Chef. Chef ovunque, siamo circondati da chef o sedicenti tali.
Come ti giri c’è un programma di cucina. Anzi, un REALITY di cucina. Mastro Cuoco, Mastro Pasticciere, Mastro Antipastaio, Mastro Cuoco Junior.
Se non bastasse, gli chef spuntano anche in ambiti a loro estranei. Magazine sui motori? C’è un cuoco di nome tra i presentatori. Talk-show sull’attualità, lo sport, la politica? Cuochi come opinionisti. Trasmissioni di musica, canto, ballo, ginnastica per anziani? Cuochi come ospiti.
E le pubblicità, naturale. Per i prodotti più svariati. Tonno in scatola, pentole, scarpe da ginnastica, cacciaviti, lassativi? Il testimonial è un… sì, esatto.

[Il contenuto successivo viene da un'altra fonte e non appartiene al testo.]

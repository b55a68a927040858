// Path: crates/cynic-telemetry/src/time.rs
use std::time::Instant;

use crate::sinks::ConsensusMetricsSink;

/// A RAII scope timer that records its elapsed duration to a
/// [`ConsensusMetricsSink`] when dropped.
pub struct RoundTimer<'a> {
    sink: &'a dyn ConsensusMetricsSink,
    start: Instant,
}

impl<'a> RoundTimer<'a> {
    /// Starts timing a scope against `sink`.
    #[must_use]
    pub fn new(sink: &'a dyn ConsensusMetricsSink) -> Self {
        Self {
            sink,
            start: Instant::now(),
        }
    }
}

impl Drop for RoundTimer<'_> {
    fn drop(&mut self) {
        self.sink.observe_round_duration(self.start.elapsed().as_secs_f64());
    }
}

Uno chef stra-conosciuto reclamizza sia delle patatine in busta sia dei cessi di marca. Nessuno ci vede una sottile ironia?
Di più. Tengono rubriche con consigli di vita, dispensano saggezza culinar-filosofica con lo sguardo di chi ha visto oltre l’orizzonte e riporta segreti a noi mortali.
E cosa dire del cuoco life coach, che piomba di peso nei ristoranti più scalcinati della Penisola? Due scapaccioni, un’occhiataccia e lo staff rinsavisce. Tutti a giocare a calcetto, metafora del lavoro di squadra, e vedi lo zen negli occhi di camerieri, responsabili di sala e proprietarie eccentriche. Un restyling del locale e via, verso il successo.
Ormai gli chef sono maître à penser, i sacerdoti della nuova religione del cibo. Naturalmente si punzecchiano a distanza, si alleano, si disprezzano, raccolgono attorno a loro folle di seguaci adoranti, in mezzo ai quali scendono di tanto in tanto come dèi incarnati.
Basta. Davvero non se ne può più.
Firmate anche voi la petizione per rispedire i cuochi in cucina. E che non si muovano più da lì, per carità del cielo!
Che ricomincino a far da mangiare e la smettano di atteggiarsi a divi.
Firmate!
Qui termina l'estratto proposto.